_Your goal_
Say how many lines in the material below include "ConnectInfo". The answer is the number alone.

_Records for the task_
[Start of Attachment]

use axum::{
    body::Body,
    extract::ConnectInfo,
    http::{header::CONTENT_LENGTH, Request},
    middleware::Next,
    response::Response,
};
use std::{net::SocketAddr, time::Instant};
use tracing::info;

const SKIP_PATHS: &[&str] = &["/health"];

pub async fn log_requests(req: Request<Body>, next: Next) -> Response {
    let started_at = Instant::now();
    let method = req.method().clone();
    let uri = req.uri().to_string();
    let path = req.uri().path().to_string();
    let client_ip = req
        .extensions()
        .get::<ConnectInfo<SocketAddr>>()
        .map(|info| info.0.ip().to_string())
        .unwrap_or_else(|| "-".to_string());

    let response = next.run(req).await;

    if SKIP_PATHS.contains(&path.as_str()) {
        return response;
    }
    let body_len = response
        .headers()
        .get(CONTENT_LENGTH)
        .and_then(|value| value.to_str().ok())
        .unwrap_or("-")
        .to_string();
    info!(
        target: "http.access",
        method = method.as_str(),
        status = response.status().as_u16(),
        body_len = body_len.as_str(),
        cost_ms = started_at.elapsed().as_secs_f64() * 1_000.0,
        uri = uri.as_str(),
        client_ip = client_ip.as_str(),
    );
    response
}
use std::process::Command;
use std::time::{SystemTime, UNIX_EPOCH};

fn main() {
    let build_time = SystemTime::now()
        .duration_since(UNIX_EPOCH)
        .map(|d| d.as_secs())
        .unwrap_or(0);
    println!("cargo:rustc-env=BUILD_TIME={}", build_time);

    let commit = git(&["rev-parse", "--short", "HEAD"]).unwrap_or_else(|| "unknown".into());
    println!("cargo:rustc-env=GIT_COMMIT_HASH={}", commit);

    let branch =
        git(&["rev-parse", "--abbrev-ref", "HEAD"]).unwrap_or_else(|| "unknown".into());
    println!("cargo:rustc-env=GIT_BRANCH={}", branch);

    println!("cargo:rustc-env=GIT_DIRTY={}", worktree_status());

    println!("cargo:rerun-if-changed=Cargo.toml");
    println!("cargo:rerun-if-changed=.git/HEAD");
    println!("cargo:rerun-if-changed=.git/index");
}

/// Trimmed stdout of a successful git command.
fn git(args: &[&str]) -> Option<String> {
    let output = Command::new("git").args(args).output().ok()?;
    if !output.status.success() {
        return None;
    }
    let text = String::from_utf8_lossy(&output.stdout).trim().to_string();
    (!text.is_empty()).then_some(text)
}

fn worktree_status() -> &'static str {
    // Outside a work tree there is nothing to compare against
    if git(&["rev-parse", "--is-inside-work-tree"]).as_deref() != Some("true") {
        return "unknown";
    }
    match Command::new("git")
        .args(["diff", "--quiet", "--ignore-submodules"])
        .status()
    {
        Ok(status) if status.success() => "clean",
        Ok(_) => "dirty",
        Err(_) => "unknown",
    }
}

[End of Attachment]

_Solution for this task_
2